How do you solve simple math problems?

[ScarlettCatherwood]

I'm curious to see if anyone else does mathematics the way I do, in my head. Using this method, although dependent on who I'm up against, I can almost always reach a conclusion much faster than someone else. At least when it comes to my peers. I think an illustration is the best way to explain.

Subtract 77 from 122. Most would borrow from the 2 in order to subtract the 7 from the 2.

I do it differently. Instead of borrowing, I add 5 to 122, making it 127. That makes it mucher simpler. 127 - 77 = 50. Then, since I added 5, I subtract it from the sum, giving me an answer of 45.

I don't add numbers the way teachers taught us in school, either. For example, I don't carry anything when adding 939 and 237. First I add the hundreds place, then the tens, and finally the ones, and put the sums together. 900 + 200 = 1100, 30 + 30 = 60, 9 + 7 = 16.

1100 + 60 + 16 = 1176

I'm still adding of course, but backwards, which makes it much faster and simpler.

Also, if someone were to aske me to add 13 and 9, I would change it to 19 and 3. And instead of adding 3 and 9 and carrying a 1, I would just add 9 and 1, then 10 and 2. That gives me twelve, plus the 10 from the tens' place, which is 22.

This happens automatically. I don't think about it. It's just the direction I go in, because it works more efficiently, in my experience anyways.
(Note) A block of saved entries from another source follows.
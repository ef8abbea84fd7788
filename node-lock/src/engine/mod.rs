//! Lock engines: the synchronization state machines behind a node lock.
//!
//! An engine knows nothing about owners. It counts grants and waiters and
//! decides who may proceed; [`ResourceLock`](crate::ResourceLock) layers owner
//! identity on top of it.

use std::fmt;
use std::time::{Duration, Instant};

use parking_lot::{Condvar, MutexGuard};

use crate::error::Result;

mod null;
mod semaphore;
mod upgradable;

pub use null::NullLock;
pub use semaphore::{ExclusiveWriteLock, Semaphore, SerialLock};
pub use upgradable::{UpgradableLock, WriterMode};

/// Read/write lock with timed acquisition and read-to-write upgrade.
///
/// Acquisitions return `Ok(false)` when the timeout elapses and
/// [`LockError::Interrupted`](crate::LockError::Interrupted) when
/// [`interrupt_waiters`](LockEngine::interrupt_waiters) cut the wait short.
/// A zero timeout makes a single non-blocking attempt.
pub trait LockEngine: Send + Sync + fmt::Debug {
    fn try_read(&self, timeout: Duration) -> Result<bool>;

    fn try_write(&self, timeout: Duration) -> Result<bool>;

    fn release_read(&self);

    fn release_write(&self);

    /// Turns a read grant held by the caller into a write grant.
    ///
    /// On a recoverable [`UpgradeError`](crate::UpgradeError) the caller
    /// still holds its read grant. On
    /// [`Interrupted`](crate::LockError::Interrupted) and
    /// [`UpgradeRecovery`](crate::LockError::UpgradeRecovery) it holds
    /// nothing.
    fn upgrade(&self, timeout: Duration) -> Result<()>;

    /// Wakes every waiting thread with `LockError::Interrupted`.
    fn interrupt_waiters(&self) {}

    /// `false` for engines that grant everything; owners of such a lock
    /// are not recorded.
    fn records_owners(&self) -> bool {
        true
    }

    fn stats(&self) -> EngineStats;
}

/// Point-in-time view of an engine's counters.
#[derive(Debug, Clone, Copy, Default, PartialEq, Eq)]
pub struct EngineStats {
    pub active_readers: u32,
    pub write_held: bool,
    pub waiting_readers: u32,
    pub waiting_writers: u32,
    pub waiting_upgrader: bool,
}

impl EngineStats {
    pub fn is_idle(&self) -> bool {
        self.active_readers == 0
            && !self.write_held
            && self.waiting_readers == 0
            && self.waiting_writers == 0
            && !self.waiting_upgrader
    }
}

/// `None` means wait forever.
#[inline]
pub(crate) fn deadline_after(timeout: Duration) -> Option<Instant> {
    Instant::now().checked_add(timeout)
}

#[inline]
pub(crate) fn expired(deadline: Option<Instant>) -> bool {
    deadline.is_some_and(|deadline| Instant::now() >= deadline)
}

/// Parks on `cond` until notified or until `deadline` passes.
#[inline]
pub(crate) fn wait_until<T>(
    cond: &Condvar,
    guard: &mut MutexGuard<'_, T>,
    deadline: Option<Instant>,
) {
    match deadline {
        Some(deadline) => {
            let _ = cond.wait_until(guard, deadline);
        }
        None => cond.wait(guard),
    }
}
//! Per-node read/write locks for a tree-structured cache.
//!
//! Every node of the cache namespace (`/a/b/c`) can be guarded by its own
//! [`ResourceLock`]. Locks are held on behalf of caller-supplied **owners**
//! (a transaction handle, a session id, ...), not threads: the same owner
//! may acquire and release from different threads, and re-acquiring access
//! it already has is a no-op. A reader asking for the write lock is
//! **upgraded in place**, without handing the node to another writer first.
//!
//! The [`IsolationLevel`] chosen at construction selects the engine:
//!
//! | Level | Engine | Prevents |
//! |-------|--------|----------|
//! | `None` | [`NullLock`] | nothing |
//! | `ReadUncommitted` | [`ExclusiveWriteLock`] | write/write races |
//! | `ReadCommitted` | [`UpgradableLock`], non-blocking writer | dirty reads |
//! | `RepeatableRead` | [`UpgradableLock`] | dirty and non-repeatable reads |
//! | `Serializable` | [`SerialLock`] | dirty, non-repeatable and phantom reads |
//!
//! # Quick Start
//!
//! ```rust
//! use std::time::Duration;
//! use node_lock::{LockConfig, LockError, LockManager};
//!
//! let locks: LockManager<&str> = LockManager::new(LockConfig::default());
//! let timeout = Duration::from_millis(50);
//!
//! assert!(locks.acquire_read("/x", &"A", timeout).unwrap());
//!
//! // B cannot write while A reads.
//! let err = locks.acquire_write("/x", &"B", timeout).unwrap_err();
//! assert!(matches!(err, LockError::Timeout { .. }));
//!
//! // A upgrades its read lock, then lets go.
//! assert!(locks.acquire_write("/x", &"A", timeout).unwrap());
//! locks.release("/x", &"A");
//!
//! assert!(locks.acquire_write("/x", &"B", timeout).unwrap());
//! ```
//!
//! # Striped locks
//!
//! [`StripedLockTable`] guards an unbounded key space with a fixed number of
//! locks, for stores where one lock per key would cost too much memory:
//!
//! ```rust
//! use node_lock::StripedLockTable;
//!
//! let table = StripedLockTable::new(20).unwrap();
//! table.acquire_all(["/a/1", "/a/2"], true).unwrap();
//! table.release_all(["/a/1", "/a/2"]);
//! ```

mod config;
pub mod engine;
mod error;
pub mod factory;
mod guard;
mod isolation;
mod manager;
mod mode;
mod ownership;
mod resource;
pub mod striped;

pub use config::LockConfig;
pub use engine::{
    EngineStats, ExclusiveWriteLock, LockEngine, NullLock, Semaphore, SerialLock, UpgradableLock,
    WriterMode,
};
pub use error::{LockError, Result, UpgradeError};
pub use guard::StripeGuard;
pub use isolation::IsolationLevel;
pub use manager::LockManager;
pub use mode::{LockKind, LockType};
pub use ownership::{LockOwner, OwnershipMap};
pub use resource::{LockStatus, ResourceLock};
pub use striped::StripedLockTable;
Division as well. 642 divided by 3. 600/3 = 200, 42/3 = 14. So, 642/3 = 214. Also, I don't know what 42 divided by 3 is off the top of my head. But 42 divided by 6 is 7, and 6 divided by 2 is 3, so I multiply 7 by 2 to get 14. Although, of course, this can't be done so easily every time. In this example the divisor goes into the dividend perfectly. But still, I did not have to get out a piece of paper and do long division. And that's the whole point to these weird little methods. If I don't have to use pen and paper, why would I?
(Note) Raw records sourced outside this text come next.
use node_lock::{LockConfig, LockError, LockKind, StripedLockTable};
use std::collections::HashSet;
use std::hash::{Hash, Hasher};
use std::thread;

/// Keys that all hash alike, whatever their value.
#[derive(Debug, Clone, Copy)]
struct Colliding(u32);

impl Hash for Colliding {
    fn hash<H: Hasher>(&self, state: &mut H) {
        0u8.hash(state);
    }
}

#[test]
fn concurrency_rounds_up_to_power_of_two() {
    assert_eq!(StripedLockTable::new(20).unwrap().slot_count(), 32);
    assert_eq!(StripedLockTable::new(32).unwrap().slot_count(), 32);
    assert_eq!(StripedLockTable::new(1).unwrap().slot_count(), 1);
    assert_eq!(StripedLockTable::default().slot_count(), 32);

    let config = LockConfig::default().with_concurrency(100);
    assert_eq!(StripedLockTable::from_config(&config).unwrap().slot_count(), 128);
}

#[test]
fn invalid_concurrency_is_rejected() {
    assert!(matches!(
        StripedLockTable::new(0),
        Err(LockError::InvalidArgument(_))
    ));
    assert!(StripedLockTable::new(node_lock::striped::MAX_CONCURRENCY + 1).is_err());
    let config = LockConfig::default().with_concurrency(0);
    assert!(StripedLockTable::from_config(&config).is_err());
}

#[test]
fn single_slot_table_maps_everything_to_zero() {
    let table = StripedLockTable::new(1).unwrap();
    assert_eq!(table.slot_index("/a"), 0);
    assert_eq!(table.slot_index("/b/c"), 0);
}

#[test]
fn sibling_names_spread_across_slots() {
    let table = StripedLockTable::new(32).unwrap();
    let slots: HashSet<usize> = (0..64)
        .map(|i| table.slot_index(format!("/a/b/{i}").as_str()))
        .collect();
    assert!(slots.len() >= 16, "only {} slots used", slots.len());
    assert!(slots.iter().all(|&slot| slot < 32));
}

#[test]
fn forced_collision_contends() {
    let table = StripedLockTable::new(20).unwrap();
    assert_eq!(table.slot_index(&Colliding(1)), table.slot_index(&Colliding(2)));

    table.acquire(&Colliding(1), true).unwrap();
    thread::scope(|s| {
        let other = s.spawn(|| table.try_acquire(&Colliding(2), false).unwrap());
        assert!(!other.join().unwrap());
    });

    assert!(table.release(&Colliding(1)));
    thread::scope(|s| {
        let other = s.spawn(|| {
            let granted = table.try_acquire(&Colliding(2), false).unwrap();
            table.release(&Colliding(2));
            granted
        });
        assert!(other.join().unwrap());
    });
}

#[test]
fn write_hold_is_reentrant() {
    let table = StripedLockTable::new(8).unwrap();
    table.acquire("/n", true).unwrap();
    table.acquire("/n", true).unwrap();
    table.acquire("/n", false).unwrap();
    assert!(table.is_write_held_by_current_thread("/n"));
    assert!(table.is_write_locked("/n"));

    assert!(table.release("/n"));
    assert!(table.release("/n"));
    assert!(table.is_held_by_current_thread("/n"));
    assert!(table.release("/n"));
    assert!(!table.is_held_by_current_thread("/n"));
    assert!(!table.is_locked("/n"));
}

#[test]
fn read_holds_are_shared_and_reentrant() {
    let table = StripedLockTable::new(8).unwrap();
    table.acquire("/n", false).unwrap();
    table.acquire("/n", false).unwrap();

    thread::scope(|s| {
        s.spawn(|| {
            assert!(!table.try_acquire("/n", true).unwrap());
            assert!(table.try_acquire("/n", false).unwrap());
            assert!(table.release("/n"));
        });
    });

    assert!(table.is_locked("/n"));
    assert!(!table.is_write_locked("/n"));
    assert!(table.release("/n"));
    assert!(table.release("/n"));
    assert!(!table.is_locked("/n"));
}

#[test]
fn write_after_read_on_same_slot_is_illegal() {
    let table = StripedLockTable::new(8).unwrap();
    table.acquire("/n", false).unwrap();

    let err = table.acquire("/n", true).unwrap_err();
    assert!(matches!(err, LockError::IllegalState(_)));
    assert!(matches!(
        table.try_acquire("/n", true),
        Err(LockError::IllegalState(_))
    ));

    // The read hold is untouched.
    assert!(table.is_held_by_current_thread("/n"));
    assert!(table.release("/n"));
}

#[test]
fn is_locked_sees_other_threads_without_blocking_their_readers() {
    let table = StripedLockTable::new(8).unwrap();
    assert!(!table.is_locked("/n"));

    let (held, done) = (std::sync::Barrier::new(2), std::sync::Barrier::new(2));
    thread::scope(|s| {
        s.spawn(|| {
            table.acquire("/n", false).unwrap();
            held.wait();
            done.wait();
            assert!(table.release("/n"));
        });

        held.wait();
        for _ in 0..100 {
            assert!(table.is_locked("/n"));
            assert!(!table.is_write_locked("/n"));
            // Shared holds keep working between checks.
            assert!(table.try_acquire("/n", false).unwrap());
            assert!(table.release("/n"));
        }
        done.wait();
    });

    assert!(!table.is_locked("/n"));
}

#[tokio::test]
async fn is_locked_sees_scoped_guards() {
    let table = StripedLockTable::new(8).unwrap();
    {
        let _read = table.read("/n").await;
        assert!(table.is_locked("/n"));
        assert!(table.try_read("/n").is_some());
    }
    {
        let _write = table.write("/n").await;
        assert!(table.is_locked("/n"));
    }
    assert!(!table.is_locked("/n"));
}

#[test]
fn stale_release_is_ignored() {
    let table = StripedLockTable::new(8).unwrap();
    assert!(!table.release("/never"));

    table.acquire("/n", true).unwrap();
    thread::scope(|s| {
        // Held by another thread.
        assert!(!s.spawn(|| table.release("/n")).join().unwrap());
    });
    assert!(table.is_write_locked("/n"));

    assert!(table.release("/n"));
    assert!(!table.release("/n"));
}

#[test]
fn acquire_all_and_release_all() {
    let table = StripedLockTable::new(16).unwrap();
    let ids = ["/a/1", "/a/2", "/b/1", "/a/1"];

    table.acquire_all(ids, true).unwrap();
    for id in ids {
        assert!(table.is_write_held_by_current_thread(id));
    }

    table.release_all(ids);
    for id in ids {
        assert!(!table.is_locked(id));
    }
    // Releasing again is harmless.
    table.release_all(ids);
}

#[test]
fn failed_acquire_all_rolls_back() {
    let table = StripedLockTable::new(32).unwrap();
    let read_key = (0..)
        .map(|i| format!("/r/{i}"))
        .find(|k| table.slot_index(k.as_str()) > 0)
        .unwrap();
    let read_slot = table.slot_index(read_key.as_str());
    let lower = (0..)
        .map(|i| format!("/l/{i}"))
        .find(|k| table.slot_index(k.as_str()) < read_slot)
        .unwrap();

    table.acquire(read_key.as_str(), false).unwrap();
    let err = table
        .acquire_all([read_key.as_str(), lower.as_str()], true)
        .unwrap_err();
    assert!(matches!(err, LockError::IllegalState(_)));

    assert!(!table.is_locked(lower.as_str()));
    assert!(table.is_held_by_current_thread(read_key.as_str()));
    assert!(table.release(read_key.as_str()));
}

// --- scoped async API ---

#[tokio::test]
async fn read_guards_share_a_slot() {
    let table = StripedLockTable::new(8).unwrap();
    let first = table.read("/n").await;
    let second = table.try_read("/n").expect("shared slot");
    assert_eq!(first.slot(), second.slot());
    assert_eq!(first.kind(), LockKind::Read);
    assert!(table.try_write("/n").is_none());
}

#[tokio::test]
async fn write_guard_excludes_and_releases_on_drop() {
    let table = StripedLockTable::new(8).unwrap();
    {
        let guard = table.write("/n").await;
        assert_eq!(guard.kind(), LockKind::Write);
        assert!(table.try_read("/n").is_none());
        assert!(table.is_write_locked("/n"));
    }
    assert!(table.try_write("/n").is_some());
}

#[tokio::test]
async fn downgraded_guard_admits_readers() {
    let table = StripedLockTable::new(8).unwrap();
    let guard = table.write("/n").await.downgrade();
    assert_eq!(guard.kind(), LockKind::Read);
    assert!(table.try_read("/n").is_some());
    assert!(table.try_write("/n").is_none());
}

#[tokio::test]
async fn lock_all_dedups_and_orders_slots() {
    let table = StripedLockTable::new(8).unwrap();
    let guards = table
        .lock_all([Colliding(1), Colliding(2), Colliding(3)], LockKind::Write)
        .await;
    assert_eq!(guards.len(), 1);
    drop(guards);

    let ids: Vec<String> = (0..32).map(|i| format!("/x/{i}")).collect();
    let guards = table.lock_all(&ids, LockKind::Read).await;
    assert!(guards.windows(2).all(|w| w[0].slot() < w[1].slot()));
    for id in &ids {
        assert!(table.try_write(id.as_str()).is_none());
    }
}

#[tokio::test]
async fn scoped_and_thread_holds_share_slots() {
    let table = StripedLockTable::new(8).unwrap();
    table.acquire("/n", true).unwrap();
    assert!(table.try_read("/n").is_none());
    assert!(table.release("/n"));
    assert!(table.try_read("/n").is_some());
}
I've been doing simple math like this for as long as I can remember doing math. I find it to be much easier and quicker. I remember once, when I was five or six, I was in the car with my mom and my aunt. They were adding several numbers trying to get a total number of miles, why or for what I don't remember. But I do remember hearing them talking out loud, carrying numbers and repeating them so that they wouldn't forget. Using my backwards method, within seconds I had the answer. They looked at me a little strangely, so I explained it to them. They didn't understand it, and still don't. To this day when I try to explain it to people they tell me I'm ridiculous. They say I'm making it unecessarily hard, and why can't I just use the simple way? Family members say about it, condescendingly, "If I have to know how her crazy mind works then I'll never figure it out, and don't want to."

So, do you think I'm making it unecessarily difficult? How is that possible when it's so much easier this way?

Is there a term for these sorts of methods? If so, what is it?

Mostly, however, I'm just curious to see if anyone else does simple mathematics like this. I haven't met anyone, that I know of. Although, admittedly, I don't go around asking people to demonstrate their brain processes when solving simple math problems. So I don't really know if this is common or uncommon. Though I'd tend to think there are other people who do it like this.

[Grames]

Solving a different problem than the given problem creates the appearance of introducing complexity. But since the different problem is so much more easily solved you have a net gain. This is perfectly reasonable and is a technique used in many professional fields.

[~Sophia~]

Math was thought like that long time ago.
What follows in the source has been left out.